Improving climate models to account for plant behavior gives good news

Climatologists have not explained what plants do at night and it is a mistake. A new study from the Lawrence Berkeley National Laboratory of the Department of Energy (Berkeley Lab) found that the uptake of nutrients by plants in the absence of photosynthesis affects gas emissions greenhouse effect in the atmosphere.

In a study published today in Nature Climate changeThe lead author, William Riley, demonstrates how to improve climate models to better represent the biogeochemical dynamics of the land. With the help of a new global terrestrial model developed and integrated into DOE's Energy Exascale Earth System Model (E3SM), Riley and his team have found that plants can absorb more carbon dioxide and that soils lose less nitrous oxide than previously thought. Their global simulations imply terrestrial terrestrial ecosystem reactions with the atmosphere lower than those predicted by current models.

"This is good news for what is currently in climate models," said Riley, a scientist with the Berkeley Lab's Earth and Environmental Sciences. "But that's not good news in general, it will not solve the problem, and whatever the case may be, factories will not be tracking anthropogenic emissions of carbon dioxide – it's just that they could do better than what current models suggest. "

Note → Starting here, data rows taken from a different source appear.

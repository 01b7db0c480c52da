//! Multipart upload calls against S3

use super::client::S3Client;
use super::error::{S3Error, S3Result};
use super::types::{CompleteUploadRequest, InitiateUploadRequest, UploadPartRequest};
use aws_sdk_s3::primitives::ByteStream;
use aws_sdk_s3::types::{CompletedMultipartUpload, CompletedPart, ObjectCannedAcl};

impl S3Client {
    /// Initiate a multipart upload, returning its upload ID
    pub async fn initiate_multipart_upload(
        &self,
        request: InitiateUploadRequest,
    ) -> S3Result<String> {
        let encryption = &request.encryption;
        let kms = encryption.kms.as_ref();
        let customer_key = encryption.customer_key.as_ref();

        let response = self
            .aws_client()
            .create_multipart_upload()
            .bucket(self.bucket())
            .key(&request.key)
            .storage_class(request.storage_class.to_aws())
            .set_acl(request.acl.as_deref().map(ObjectCannedAcl::from))
            .set_content_type(request.content_type.clone())
            .set_server_side_encryption(encryption.server_side_encryption())
            .set_ssekms_key_id(kms.map(|k| k.key_id.clone()))
            .set_ssekms_encryption_context(kms.and_then(|k| k.context.clone()))
            .set_sse_customer_algorithm(customer_key.map(|k| k.algorithm().to_string()))
            .set_sse_customer_key(customer_key.map(|k| k.key().to_string()))
            .set_sse_customer_key_md5(customer_key.map(|k| k.key_md5().to_string()))
            .send()
            .await
            .map_err(S3Error::from)?;

        response
            .upload_id()
            .filter(|id| !id.is_empty())
            .ok_or_else(|| S3Error::MultipartUpload("No upload ID returned".to_string()))
            .map(|s| s.to_string())
    }

    /// Upload a single part, returning its ETag
    pub async fn upload_part(&self, request: UploadPartRequest) -> S3Result<String> {
        let customer_key = request.customer_key.as_ref();

        let response = self
            .aws_client()
            .upload_part()
            .bucket(self.bucket())
            .key(&request.key)
            .upload_id(&request.upload_id)
            .part_number(request.part_number)
            .set_sse_customer_algorithm(customer_key.map(|k| k.algorithm().to_string()))
            .set_sse_customer_key(customer_key.map(|k| k.key().to_string()))
            .set_sse_customer_key_md5(customer_key.map(|k| k.key_md5().to_string()))
            .body(ByteStream::from(request.body))
            .send()
            .await
            .map_err(S3Error::from)?;

        response
            .e_tag()
            .ok_or_else(|| S3Error::MultipartUpload("No ETag returned for part".to_string()))
            .map(|s| s.to_string())
    }

    /// Complete a multipart upload
    pub async fn complete_multipart_upload(&self, request: CompleteUploadRequest) -> S3Result<()> {
        let completed_parts: Vec<CompletedPart> = request
            .parts
            .iter()
            .map(|p| {
                CompletedPart::builder()
                    .part_number(p.part_number)
                    .e_tag(&p.etag)
                    .build()
            })
            .collect();

        let multipart_upload = CompletedMultipartUpload::builder()
            .set_parts(Some(completed_parts))
            .build();

        self.aws_client()
            .complete_multipart_upload()
            .bucket(self.bucket())
            .key(&request.key)
            .upload_id(&request.upload_id)
            .multipart_upload(multipart_upload)
            .set_if_none_match(request.if_none_match)
            .send()
            .await
            .map_err(S3Error::from)?;

        Ok(())
    }

    /// Abort a multipart upload
    pub async fn abort_multipart_upload(&self, key: &str, upload_id: &str) -> S3Result<()> {
        self.aws_client()
            .abort_multipart_upload()
            .bucket(self.bucket())
            .key(key)
            .upload_id(upload_id)
            .send()
            .await
            .map_err(S3Error::from)?;

        Ok(())
    }
}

Humans have issued a record 34 gigatons of CO₂ per year, averaged over the last decade. About half of this remains in the atmosphere, the rest being absorbed by oceans and land (through photosynthesis); this latter quantity, called the terrestrial carbon sink, varies from year to year depending on factors such as fires, drought, land use and weather conditions.

Scientists are trying to understand the increasing impact of global carbon dioxide emissions on the terrestrial carbon sink, which currently ranges from 0 to 11 gigatonnes of CO.₂ per year, including land-use changes, with great interannual variability. Another complication is terrestrial nitrous oxide, a potent greenhouse gas naturally released from land and agricultural and industrial activities. In other words, to what extent can plants reduce anthropogenic emissions of carbon dioxide?

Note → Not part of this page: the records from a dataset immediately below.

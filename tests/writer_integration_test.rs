/*!
 * Integration tests for the streaming object writer
 *
 * Drives `MultipartObjectWriter` through the public API against a small
 * in-memory backend.
 */

use async_trait::async_trait;
use orbit_s3_stream::protocol::s3::{
    CompleteUploadRequest, ConditionalWritePolicy, InitiateUploadRequest, MultipartObjectWriter,
    PutObjectRequest, S3Error, S3Result, UploadOperations, UploadPartRequest, WriterError,
    WriterOptions, WriterState,
};
use std::collections::HashMap;
use std::sync::{Arc, Mutex};

/// Stores objects in memory and honors `If-None-Match: *`
#[derive(Default)]
struct MemoryStore {
    objects: Mutex<HashMap<String, Vec<u8>>>,
    parts: Mutex<HashMap<String, Vec<(i32, Vec<u8>)>>>,
    calls: Mutex<Vec<String>>,
}

impl MemoryStore {
    fn calls(&self) -> Vec<String> {
        self.calls.lock().unwrap().clone()
    }

    fn object(&self, key: &str) -> Option<Vec<u8>> {
        self.objects.lock().unwrap().get(key).cloned()
    }

    fn record(&self, call: &str) {
        self.calls.lock().unwrap().push(call.to_string());
    }

    fn check_precondition(&self, key: &str, if_none_match: Option<&str>) -> S3Result<()> {
        if if_none_match == Some("*") && self.objects.lock().unwrap().contains_key(key) {
            return Err(S3Error::client(412, "PreconditionFailed", "object exists"));
        }
        Ok(())
    }
}

#[async_trait]
impl UploadOperations for MemoryStore {
    fn bucket(&self) -> &str {
        "memory"
    }

    async fn initiate_multipart_upload(&self, request: InitiateUploadRequest) -> S3Result<String> {
        self.record("initiate");
        let upload_id = format!("{}-upload", request.key);
        self.parts.lock().unwrap().insert(upload_id.clone(), Vec::new());
        Ok(upload_id)
    }

    async fn upload_part(&self, request: UploadPartRequest) -> S3Result<String> {
        self.record("upload_part");
        let mut parts = self.parts.lock().unwrap();
        let session = parts
            .get_mut(&request.upload_id)
            .ok_or_else(|| S3Error::client(404, "NoSuchUpload", "unknown upload"))?;
        session.push((request.part_number, request.body.to_vec()));
        Ok(format!("etag-{}", request.part_number))
    }

    async fn complete_multipart_upload(&self, request: CompleteUploadRequest) -> S3Result<()> {
        self.record("complete");
        self.check_precondition(&request.key, request.if_none_match.as_deref())?;

        let mut session = self
            .parts
            .lock()
            .unwrap()
            .remove(&request.upload_id)
            .ok_or_else(|| S3Error::client(404, "NoSuchUpload", "unknown upload"))?;
        session.sort_by_key(|(n, _)| *n);
        let data = session.into_iter().flat_map(|(_, d)| d).collect();
        self.objects.lock().unwrap().insert(request.key, data);
        Ok(())
    }

    async fn abort_multipart_upload(&self, _key: &str, upload_id: &str) -> S3Result<()> {
        self.record("abort");
        self.parts.lock().unwrap().remove(upload_id);
        Ok(())
    }

    async fn put_object(&self, request: PutObjectRequest) -> S3Result<()> {
        self.record("put");
        self.check_precondition(&request.key, request.if_none_match.as_deref())?;
        self.objects
            .lock()
            .unwrap()
            .insert(request.key, request.body.to_vec());
        Ok(())
    }

    async fn object_exists(&self, _bucket: &str, key: &str) -> S3Result<bool> {
        self.record("exists");
        Ok(self.objects.lock().unwrap().contains_key(key))
    }
}

fn options(part_size: usize, conditional: bool) -> WriterOptions {
    WriterOptions {
        part_size,
        conditional: ConditionalWritePolicy::new(conditional, Some(600_000)),
        ..Default::default()
    }
}

#[tokio::test]
async fn test_stream_many_small_chunks() {
    let store = Arc::new(MemoryStore::default());
    let mut writer =
        MultipartObjectWriter::new(store.clone(), "events.jsonl", options(16, false)).unwrap();

    let mut expected = Vec::new();
    for i in 0..25 {
        let line = format!("{{\"i\":{}}}\n", i);
        expected.extend_from_slice(line.as_bytes());
        writer.write(line.as_bytes()).await.unwrap();
    }
    writer.commit().await.unwrap();

    assert_eq!(writer.state(), WriterState::Committed);
    assert_eq!(writer.position(), expected.len() as u64);
    assert_eq!(store.object("events.jsonl").unwrap(), expected);
    assert_eq!(store.calls().iter().filter(|c| *c == "initiate").count(), 1);
    assert_eq!(store.calls().last().map(String::as_str), Some("complete"));
}

#[tokio::test]
async fn test_single_put_below_threshold() {
    let store = Arc::new(MemoryStore::default());
    let mut writer =
        MultipartObjectWriter::new(store.clone(), "small.json", options(1024, false)).unwrap();

    writer.write(b"{}").await.unwrap();
    writer.commit().await.unwrap();

    assert_eq!(store.calls(), vec!["put".to_string()]);
}

#[tokio::test]
async fn test_duplicate_commit_is_detected() {
    let store = Arc::new(MemoryStore::default());

    let mut first =

        MultipartObjectWriter::new(store.clone(), "dup.json", options(4, true)).unwrap();
    first.write(b"first attempt").await.unwrap();
    first.commit().await.unwrap();

    let mut retry =

        MultipartObjectWriter::new(store.clone(), "dup.json", options(4, true)).unwrap();
    retry.write(b"second attempt").await.unwrap();
    let err = retry.commit().await.unwrap_err();

    assert!(matches!(err, WriterError::TargetExists { .. }));
    assert_eq!(store.object("dup.json").unwrap(), b"first attempt".to_vec());
    assert!(store.calls().contains(&"exists".to_string()));
    assert!(store.calls().contains(&"abort".to_string()));
}

#[tokio::test]
async fn test_abort_discards_parts() {
    let store = Arc::new(MemoryStore::default());
    let mut writer =
        MultipartObjectWriter::new(store.clone(), "aborted.bin", options(4, false)).unwrap();

    writer.write(&[9u8; 10]).await.unwrap();
    assert!(writer.upload_id().is_some());
    writer.abort().await.unwrap();

    assert_eq!(writer.state(), WriterState::Failed);
    assert!(store.object("aborted.bin").is_none());
    assert!(writer.commit().await.is_err());
}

The new Berkeley Lab study found that by not properly accounting for what plants do at night and during the off season, climate models may underestimate the terrestrial carbon sink and overestimate the release of Nitrous oxide, the latter of 2.4 gigatonnes of CO.₂-equivalent per year. "This number is substantial compared to the current terrestrial carbon sink," said Riley, whose number varies between one quarter and more than 100%, depending on the year.

Plant-microbe competition for nutrients

The ability of plants to absorb carbon dioxide is limited by the availability of soil nutrients, particularly nitrogen and phosphorus. The more nutrients are abundant, the more plants can benefit from the increase in atmospheric carbon dioxide. Microbes in the soil also play an important role as they compete with plants for nutrients.

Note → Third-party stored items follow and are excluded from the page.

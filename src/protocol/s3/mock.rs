//! In-memory upload backend for tests
//!
//! Records every request it receives, assembles completed uploads into
//! stored objects, and can be scripted to fail individual calls.

use super::classify::{PRECONDITION_FAILED_CODE, PRECONDITION_FAILED_STATUS};
use super::error::{S3Error, S3Result};
use super::operations::UploadOperations;
use super::types::{
    CompleteUploadRequest, InitiateUploadRequest, PutObjectRequest, UploadPartRequest,
    IF_NONE_MATCH_ANY,
};
use async_trait::async_trait;
use bytes::Bytes;
use std::collections::{BTreeMap, HashMap};
use std::sync::{Arc, RwLock};

#[derive(Debug, Default)]
struct MockState {
    objects: HashMap<String, Vec<u8>>,
    uploads: HashMap<String, BTreeMap<i32, Bytes>>,
    next_upload: u64,

    initiates: Vec<InitiateUploadRequest>,
    parts: Vec<UploadPartRequest>,
    completes: Vec<CompleteUploadRequest>,
    puts: Vec<PutObjectRequest>,
    aborted: Vec<String>,
    exists_calls: usize,

    fail_initiate: Option<S3Error>,
    fail_parts: HashMap<i32, S3Error>,
    fail_complete: Option<S3Error>,
    fail_put: Option<S3Error>,
    fail_abort: Option<S3Error>,
    exists_answer: Option<S3Result<bool>>,
}

/// Mock S3 backend
#[derive(Debug, Clone)]
pub struct MockUploadClient {
    bucket: String,
    conditional_writes: bool,
    state: Arc<RwLock<MockState>>,
}

impl MockUploadClient {
    pub fn new(bucket: &str) -> Self {
        Self {
            bucket: bucket.to_string(),
            conditional_writes: true,
            state: Arc::new(RwLock::new(MockState::default())),
        }
    }

    /// Report no support for `If-None-Match`
    pub fn without_conditional_writes(mut self) -> Self {
        self.conditional_writes = false;
        self
    }

    pub fn fail_initiate(&self, err: S3Error) {
        self.state.write().unwrap().fail_initiate = Some(err);
    }

    pub fn fail_upload_part(&self, part_number: i32, err: S3Error) {
        self.state.write().unwrap().fail_parts.insert(part_number, err);
    }

    pub fn fail_complete(&self, err: S3Error) {
        self.state.write().unwrap().fail_complete = Some(err);
    }

    pub fn fail_put(&self, err: S3Error) {
        self.state.write().unwrap().fail_put = Some(err);
    }

    /// Fail every abort; the call is still recorded
    pub fn fail_abort(&self, err: S3Error) {
        self.state.write().unwrap().fail_abort = Some(err);
    }

    /// Override the answer to existence probes
    pub fn set_exists_answer(&self, answer: S3Result<bool>) {
        self.state.write().unwrap().exists_answer = Some(answer);
    }

    /// Store an object directly
    pub fn insert_object(&self, key: &str, data: &[u8]) {
        self.state
            .write()
            .unwrap()
            .objects
            .insert(key.to_string(), data.to_vec());
    }

    pub fn object(&self, key: &str) -> Option<Vec<u8>> {
        self.state.read().unwrap().objects.get(key).cloned()
    }

    pub fn initiate_calls(&self) -> usize {
        self.state.read().unwrap().initiates.len()
    }

    pub fn initiates(&self) -> Vec<InitiateUploadRequest> {
        self.state.read().unwrap().initiates.clone()
    }

    pub fn uploaded_parts(&self) -> Vec<UploadPartRequest> {
        self.state.read().unwrap().parts.clone()
    }

    pub fn completes(&self) -> Vec<CompleteUploadRequest> {
        self.state.read().unwrap().completes.clone()
    }

    pub fn puts(&self) -> Vec<PutObjectRequest> {
        self.state.read().unwrap().puts.clone()
    }

    /// Upload IDs that were aborted
    pub fn aborted(&self) -> Vec<String> {
        self.state.read().unwrap().aborted.clone()
    }

    pub fn exists_calls(&self) -> usize {
        self.state.read().unwrap().exists_calls
    }
}

fn precondition_failed(key: &str) -> S3Error {
    S3Error::client(
        PRECONDITION_FAILED_STATUS,
        PRECONDITION_FAILED_CODE,
        format!("At least one of the pre-conditions you specified did not hold: {}", key),
    )
}

#[async_trait]
impl UploadOperations for MockUploadClient {
    fn bucket(&self) -> &str {
        &self.bucket
    }

    fn supports_conditional_writes(&self) -> bool {
        self.conditional_writes
    }

    async fn initiate_multipart_upload(
        &self,
        request: InitiateUploadRequest,
    ) -> S3Result<String> {
        let mut state = self.state.write().unwrap();
        state.initiates.push(request);
        if let Some(err) = state.fail_initiate.clone() {
            return Err(err);
        }

        state.next_upload += 1;
        let upload_id = format!("upload-{}", state.next_upload);
        state.uploads.insert(upload_id.clone(), BTreeMap::new());
        Ok(upload_id)
    }

    async fn upload_part(&self, request: UploadPartRequest) -> S3Result<String> {
        let mut state = self.state.write().unwrap();
        state.parts.push(request.clone());
        if let Some(err) = state.fail_parts.get(&request.part_number).cloned() {
            return Err(err);
        }

        let parts = state
            .uploads
            .get_mut(&request.upload_id)
            .ok_or_else(|| S3Error::client(404, "NoSuchUpload", request.upload_id.clone()))?;
        parts.insert(request.part_number, request.body);
        Ok(format!("\"etag-{}\"", request.part_number))
    }

    async fn complete_multipart_upload(&self, request: CompleteUploadRequest) -> S3Result<()> {
        let mut state = self.state.write().unwrap();
        state.completes.push(request.clone());
        if let Some(err) = state.fail_complete.clone() {
            return Err(err);
        }
        if request.if_none_match.as_deref() == Some(IF_NONE_MATCH_ANY)
            && state.objects.contains_key(&request.key)
        {
            return Err(precondition_failed(&request.key));
        }

        let parts = state
            .uploads
            .remove(&request.upload_id)
            .ok_or_else(|| S3Error::client(404, "NoSuchUpload", request.upload_id.clone()))?;
        let mut data = Vec::new();
        for part in &request.parts {
            let body = parts
                .get(&part.part_number)
                .ok_or_else(|| S3Error::client(400, "InvalidPart", part.etag.clone()))?;
            data.extend_from_slice(body);
        }
        state.objects.insert(request.key, data);
        Ok(())
    }

    async fn abort_multipart_upload(&self, _key: &str, upload_id: &str) -> S3Result<()> {
        let mut state = self.state.write().unwrap();
        state.aborted.push(upload_id.to_string());
        if let Some(err) = state.fail_abort.clone() {
            return Err(err);
        }
        state.uploads.remove(upload_id);
        Ok(())
    }

    async fn put_object(&self, request: PutObjectRequest) -> S3Result<()> {
        let mut state = self.state.write().unwrap();
        state.puts.push(request.clone());
        if let Some(err) = state.fail_put.clone() {
            return Err(err);
        }
        if request.if_none_match.as_deref() == Some(IF_NONE_MATCH_ANY)
            && state.objects.contains_key(&request.key)
        {
            return Err(precondition_failed(&request.key));
        }

        state.objects.insert(request.key, request.body.to_vec());
        Ok(())
    }

    async fn object_exists(&self, _bucket: &str, key: &str) -> S3Result<bool> {
        let mut state = self.state.write().unwrap();
        state.exists_calls += 1;
        match state.exists_answer.clone() {
            Some(answer) => answer,
            None => Ok(state.objects.contains_key(key)),
        }
    }
}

In fact, microbes play an important role in the carbon cycle, and interactions between plants, soil and microbes are complex and a challenge for climatologists. Most climate models assume that plants compete for nutrients in the soil only when they require it for photosynthesis, not at night or outside growth periods.

"What most climate models have ignored, is this fairly solid observational literature showing that plants acquire soil nitrogen even when they do not do photosynthesis" said Riley.

Berkeley Lab is focused on the theme of plant-soil-microbe interactions as part of its "Microbes to Biomes" initiative. This will be a central theme of the Center for Integrating Biological and Environmental Programs, or BioEPIC, a proposed facility that would house one of the experimental capabilities to advance the objectives of DOE's mission in energy and environmental sciences. One of the goals is to represent and study these processes on a large scale and in a controlled manner.

"This study demonstrates the progress made in the more mechanistic representation of terrestrial processes that are important for the climate and will also be for BioEPIC," said Riley.

Less nitrous oxide emissions

In this study, Berkeley Lab researcher, Qing Zhu, co-author of the paper, conducted a meta-analysis of 120 short-term nitrogen absorption experiments by plants to test their new terrestrial model called ELMv1. "We also compared observations of nutrient uptake at night versus day and during off-season," said Riley. "We are pretty confident that the basic mechanisms of the model are correct and that this meta-analysis and the observations of individual sites corroborate it."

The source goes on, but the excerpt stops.